# DIY foam target



## Nstephan21 (Mar 20, 2019)

Recently got this idea from a guy. Homemade target made out of 2 sheets of foamular from your local Home Depot or Lowe’s. Pretty inexpensive and has lasted 3 years for him so far. Looking to make one myself. 

What other durable homemade targets have y’all had experience making? Curious to see different designs. 


Sent from my iPhone using Tapatalk


----------



## jordonS (Mar 22, 2019)

Few layers of old rug are amazing as a back drop


----------



## rich_cardoso (Jul 5, 2014)

The problem I had with these kind of foam targets is the foam leave residue on your arrow...you can get the residue off with scott brite or something g similar...I have made a carpet target but I need to redo...the bad thing with the carpet targets is you cant really put target faces on without like cardboard some something like that...

Sent from my SM-N950U using Tapatalk


----------



## Nstephan21 (Mar 20, 2019)

rich_cardoso said:


> The problem I had with these kind of foam targets is the foam leave residue on your arrow...you can get the residue off with scott brite or something g similar...I have made a carpet target but I need to redo...the bad thing with the carpet targets is you cant really put target faces on without like cardboard some something like that...
> 
> Sent from my SM-N950U using Tapatalk


Did they leave residue even with arrow lube? My 3D target did the same thing until I added arrow lube. Heard a lot of good things about using carpet too. 


Sent from my iPhone using Tapatalk


----------



## rich_cardoso (Jul 5, 2014)

Nstephan21 said:


> Did they leave residue even with arrow lube? My 3D target did the same thing until I added arrow lube. Heard a lot of good things about using carpet too.
> 
> 
> Sent from my iPhone using Tapatalk


No honestly I didnt try it with the lube...worth a try...I still use my carpet one for like a backstop have had it in use for over 6 years....

Sent from my SM-N950U using Tapatalk


----------



## Nstephan21 (Mar 20, 2019)

rich_cardoso said:


> No honestly I didnt try it with the lube...worth a try...I still use my carpet one for like a backstop have had it in use for over 6 years....
> 
> Sent from my SM-N950U using Tapatalk


I may try both then! Thanks for the info 


Sent from my iPhone using Tapatalk


----------



## anthonyyoung385 (Mar 25, 2019)

holds up well


----------



## htieknilrac (Dec 12, 2018)

This is awesome. Thanks for the tip


----------



## Hunter5280 (Sep 28, 2015)

Nice DIY


----------



## jjentringer3921 (Jul 7, 2016)

nice work


----------



## SamLewey (Aug 20, 2018)

Nice!! Going to steal


----------



## Lygris (Mar 26, 2019)

Looks and sounds better than cheap walmart foam blocks, going to have to try it!


----------



## bamabowhunter19 (Mar 19, 2008)

How do broadheads do in it or have you tried?


----------



## SUFFERTHEJOY777 (Mar 26, 2019)

I like it.


----------



## jakebrake1968 (Feb 14, 2019)

3 years out of it? that's impressive.


----------



## Ljt200 (Aug 28, 2015)

Do you know how deep the target is? Seems like a great idea.
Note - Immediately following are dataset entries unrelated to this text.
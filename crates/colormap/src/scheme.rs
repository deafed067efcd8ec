//! Color schemes and multi-stop interpolation engine.

/// RGB color as (r, g, b) with values in 0..=255.
#[derive(Debug, Clone, Copy, PartialEq, Eq)]
pub struct Rgb {
    pub r: u8,
    pub g: u8,
    pub b: u8,
}

impl Rgb {
    pub const fn new(r: u8, g: u8, b: u8) -> Self {
        Self { r, g, b }
    }

    pub const fn from_hex(hex: u32) -> Self {
        Self::new((hex >> 16) as u8, (hex >> 8) as u8, hex as u8)
    }

    pub const BLACK: Self = Self::new(0, 0, 0);
    pub const WHITE: Self = Self::new(255, 255, 255);

    pub fn rgba(self) -> [u8; 4] {
        [self.r, self.g, self.b, 255]
    }
}

/// A color stop: position in [0, 1] mapped to an RGB color.
#[derive(Debug, Clone, Copy)]
pub struct ColorStop {
    pub t: f64,
    pub color: Rgb,
}

impl ColorStop {
    pub const fn new(t: f64, r: u8, g: u8, b: u8) -> Self {
        Self {
            t,
            color: Rgb::new(r, g, b),
        }
    }
}

/// Continuous color schemes for single-band rasters.
#[derive(Debug, Clone, Copy, PartialEq, Eq, Hash)]
pub enum ColorScheme {
    /// Blue -> Green -> Yellow -> Brown -> White (elevation)
    Terrain,
    /// Black -> White (hillshade)
    Grayscale,
    /// Light yellow -> Orange -> Dark red (slope)
    YlOrRd,
    /// Cyclic, same color at both ends (aspect)
    Twilight,
}

impl ColorScheme {
    pub const ALL: &[ColorScheme] = &[Self::Terrain, Self::Grayscale, Self::YlOrRd, Self::Twilight];

    pub fn name(&self) -> &'static str {
        match self {
            Self::Terrain => "terrain",
            Self::Grayscale => "gray",
            Self::YlOrRd => "YlOrRd",
            Self::Twilight => "twilight",
        }
    }

    /// Parse a scheme by its name, case-insensitive
    pub fn from_name(name: &str) -> Option<Self> {
        Self::ALL
            .iter()
            .copied()
            .find(|s| s.name().eq_ignore_ascii_case(name))
    }
}

const TERRAIN_STOPS: &[ColorStop] = &[
    ColorStop::new(0.00, 51, 51, 153),
    ColorStop::new(0.15, 0, 153, 255),
    ColorStop::new(0.25, 0, 204, 102),
    ColorStop::new(0.50, 255, 255, 153),
    ColorStop::new(0.75, 128, 92, 84),
    ColorStop::new(1.00, 255, 255, 255),
];

const YLORRD_STOPS: &[ColorStop] = &[
    ColorStop::new(0.000, 255, 255, 204),
    ColorStop::new(0.125, 255, 237, 160),
    ColorStop::new(0.250, 254, 217, 118),
    ColorStop::new(0.375, 254, 178, 76),
    ColorStop::new(0.500, 253, 141, 60),
    ColorStop::new(0.625, 252, 78, 42),
    ColorStop::new(0.750, 227, 26, 28),
    ColorStop::new(0.875, 189, 0, 38),
    ColorStop::new(1.000, 128, 0, 38),
];

const TWILIGHT_STOPS: &[ColorStop] = &[
    ColorStop::new(0.00, 226, 217, 226),
    ColorStop::new(0.25, 94, 128, 185),
    ColorStop::new(0.50, 47, 20, 54),
    ColorStop::new(0.75, 170, 82, 72),
    ColorStop::new(1.00, 226, 217, 226),
];

fn lerp(a: f64, b: f64, t: f64) -> f64 {
    a + (b - a) * t
}

fn lerp_color(c1: Rgb, c2: Rgb, t: f64) -> Rgb {
    Rgb::new(
        lerp(c1.r as f64, c2.r as f64, t).round() as u8,
        lerp(c1.g as f64, c2.g as f64, t).round() as u8,
        lerp(c1.b as f64, c2.b as f64, t).round() as u8,
    )
}

fn multi_stop(stops: &[ColorStop], t: f64) -> Rgb {
    let t = t.clamp(0.0, 1.0);
    stops
        .windows(2)
        .find(|w| t <= w[1].t)
        .map(|w| lerp_color(w[0].color, w[1].color, (t - w[0].t) / (w[1].t - w[0].t)))
        .unwrap_or(stops[stops.len() - 1].color)
}

/// Evaluate a color scheme at normalized position `t`, clamped to [0, 1].
pub fn evaluate(scheme: ColorScheme, t: f64) -> Rgb {
    match scheme {
        ColorScheme::Terrain => multi_stop(TERRAIN_STOPS, t),
        ColorScheme::Grayscale => {
            let v = (t.clamp(0.0, 1.0) * 255.0).round() as u8;
            Rgb::new(v, v, v)
        }
        ColorScheme::YlOrRd => multi_stop(YLORRD_STOPS, t),
        ColorScheme::Twilight => multi_stop(TWILIGHT_STOPS, t),
    }
}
Sent from my iPhone using Tapatalk


----------



## hedgehog23 (Feb 24, 2014)

how deep/wide is that approximately?

Sent from my SM-G950W using Tapatalk


----------



## wvmci (Mar 20, 2019)

My daughters would have arrows sticking out of the building behind it :embara:


----------



## Justinmcgrath (Jan 19, 2016)

Great idea.


----------



## nwmo (Dec 21, 2014)

hedgehog23 said:


> how deep/wide is that approximately?
> 
> Sent from my SM-G950W using Tapatalk


Cut nine 16 x 32 inch pcs from each 4x8' sheet of Foamular. Six 16" pcs 32" long from the 8' length..Youre left with a strip 16" wide by 8', cut into three 32" pcs.
36" high by 32" wide. 16" thick.


----------



## nwmo (Dec 21, 2014)

wvmci said:


> My daughters would have arrows sticking out of the building behind it :embara:


There have been, lol


----------



## nwmo (Dec 21, 2014)

bamabowhunter19 said:


> How do broadheads do in it or have you tried?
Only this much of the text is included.